Unfortunately, a lot of people, particularly artistic folks, have skinny wallets right now. Reserves are running low, but there are still tricks to help ends meet. IndieApril has been a blast on Twitter, and lots of readers are calling for links to indie and self-published works. There are also grants and loans available for small businesses and artists.
A for writer’s block, well, the community has many ways to slay that tricky beast.
Take a Break
If you can’t write, that is perfectly fine. Strong emotion prompts some writers to fill page after page, but it stymies others. We’ve all taken a turn in the anxiety whirlpool, and it’s very hard to write when you feel like you’re drowning every day.
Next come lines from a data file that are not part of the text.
//! # release_deploy
//!
//! Interactive release pipeline for projects shipped as prebuilt archives on
//! many platforms.
//!
//! A run checks the repository, asks the release manager for the new tag,
//! runs the check suite, signs and pushes the tag, creates the hosted
//! release and then builds and uploads every platform concurrently. Final
//! releases are announced to a deployment service at the end.
//!
//! ## Features
//!
//! - **Preflight**: configuration, tools, clean working copy and explicit confirmations
//! - **Tag Planning**: next-tag suggestions from the highest existing tag
//! - **Bounded Fan-Out**: independent throttles for builds and uploads
//! - **Partial Failure**: a failing platform never stops the others
//! - **Resume Capability**: `--resume publish` continues after the tag was pushed
//!
//! ## Usage
//!
//! ```bash
//! release_deploy                   # start a new release
//! release_deploy --resume publish  # continue an interrupted release
//! ```

#![deny(unsafe_code)]
#![warn(missing_docs)]
#![warn(rust_2018_idioms)]

// Core modules
pub mod build;
pub mod cli;
pub mod config;
pub mod error;
pub mod git;
pub mod github;
pub mod notify;
pub mod pipeline;
pub mod platform;
pub mod preflight;
pub mod prompt;
pub mod state;
pub mod throttle;
pub mod version;

// Re-export main types for public API
pub use build::{BuildArtifact, BuildBackend, BuildEnvironment, CommandBuilder};
pub use cli::{Args, RuntimeConfig};
pub use config::EnvConfig;
pub use error::{ReleaseError, Result};
pub use git::{GitOperations, SystemGitOperations};
pub use github::{GitHubReleaseHost, ReleaseHost};
pub use notify::{DeploymentNotifier, HttpDeploymentNotifier};
pub use pipeline::{PipelineState, ReleaseOutcome, ReleasePipeline, RunPlan};
pub use platform::{Platform, PlatformMatrix};
pub use preflight::PreflightChecker;
pub use prompt::{Prompter, TerminalPrompter};
pub use state::{ReleaseState, StateManager};
pub use throttle::Throttle;
pub use version::{ReleaseTag, TagPlanner};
Even if you have a blog or other regular publication, you may find yourself needing to take a step back – whether or not you want to.
Think of it as taking a few minutes to sit in the shade instead of hopping on the next ride at a theme park. You haven’t quit. You haven’t gone home. You just need a breather so you don’t decorate the seat in front of you as you speed down the next hill.
Take Time to Read
There has never been a better time to read. Not only does it offer an escape, it also hones your writing mind (even if you can’t compose just now). If you collect books that you’ve promised you’ll read for the past decade or so – this is the moment.
Although libraries are closed, you can still get books through online lending services, and you can always take a deep dive into the indie book market. Indie writers excel at posting eBooks, and even if you read three a day, you’ll never catch up with the market. It’s both a blessing and curse. So, go read, find some new authors, and connect with them on Twitter.
Even if you can’t write or read the things you usually prefer, you don’t have to sit on your hands. Try reinventing yourself for a week. Shake off all the habits and assumptions you bring to the table as a writer and experiment with something new. Try flash fiction, a horror story, a love story, or even poetry. Write from a different POV. Switch out your preferred verb tense. I wrote a short in first person present tense this week. I’d never done that before, and it was surprisingly fun, even though I’ve been struggling. If you can’t deal with yourself right now, be someone else for a few pages.
Tragedies happen. They suck. We don’t have to pretend everything is alright, and we don’t have to keep calm and carry on. We still have to do something, though, even if that’s just making a cup of tea and flipping through a book. The words will be there when you’re ready to let them back in. Try knocking on a different door, or just contemplate why you chose the doors you did. Whether you’re sitting, standing, or strolling along, you’re still on a path.